*** Opening of SOURCE RECORDS ***
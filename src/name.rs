use crate::idmap::{IdIndex, IdMap};

/// Interned tag or attribute name.
///
/// Obtain one with [`XmlData::add_name`](crate::XmlData::add_name) or look up
/// an existing one with [`XmlData::name`](crate::XmlData::name).
#[derive(Debug, Clone, Copy, Hash, PartialEq, Eq, PartialOrd, Ord)]
pub struct NameId(u32);

impl IdIndex<NameId> for NameId {
    fn to_id(index: usize) -> NameId {
        NameId(index as u32)
    }

    fn from_id(id: NameId) -> usize {
        id.0 as usize
    }
}

pub(crate) type NameLookup = IdMap<NameId, String>;

/// Characters that have a meaning in paths or in markup and therefore never
/// appear in a name.
const RESERVED: &[char] = &['/', '@', '+', '<', '>', '&', '"', '\'', '='];

/// Whether `name` can be used as a tag or attribute name.
pub(crate) fn is_valid_name(name: &str) -> bool {
    !name.is_empty()
        && !name
            .chars()
            .any(|c| c.is_whitespace() || c.is_control() || RESERVED.contains(&c))
}

/// Whether `name` can start a document; stricter than [`is_valid_name`] as a
/// document element must not start with a digit, `-` or `.`.
pub(crate) fn is_valid_root_name(name: &str) -> bool {
    is_valid_name(name)
        && !name
            .starts_with(|c: char| c.is_ascii_digit() || c == '-' || c == '.')
}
*** Close of SOURCE RECORDS ***
→ WORK INSTRUCTION: Every entry above needs to be quoted exactly.

→ YOUR RESPONSE:
filename src/name.rs
use crate::idmap::{IdIndex, IdMap};

/// Interned tag or attribute name.
///
/// Obtain one with [`XmlData::add_name`](crate::XmlData::add_name) or look up
/// an existing one with [`XmlData::name`](crate::XmlData::name).
#[derive(Debug, Clone, Copy, Hash, PartialEq, Eq, PartialOrd, Ord)]
pub struct NameId(u32);

impl IdIndex<NameId> for NameId {
    fn to_id(index: usize) -> NameId {
        NameId(index as u32)
    }

    fn from_id(id: NameId) -> usize {
        id.0 as usize
    }
}

pub(crate) type NameLookup = IdMap<NameId, String>;

/// Characters that have a meaning in paths or in markup and therefore never
/// appear in a name.
const RESERVED: &[char] = &['/', '@', '+', '<', '>', '&', '"', '\'', '='];

/// Whether `name` can be used as a tag or attribute name.
pub(crate) fn is_valid_name(name: &str) -> bool {
    !name.is_empty()
        && !name
            .chars()
            .any(|c| c.is_whitespace() || c.is_control() || RESERVED.contains(&c))
}

/// Whether `name` can start a document; stricter than [`is_valid_name`] as a
/// document element must not start with a digit, `-` or `.`.
pub(crate) fn is_valid_root_name(name: &str) -> bool {
    is_valid_name(name)
        && !name
            .starts_with(|c: char| c.is_ascii_digit() || c == '-' || c == '.')
}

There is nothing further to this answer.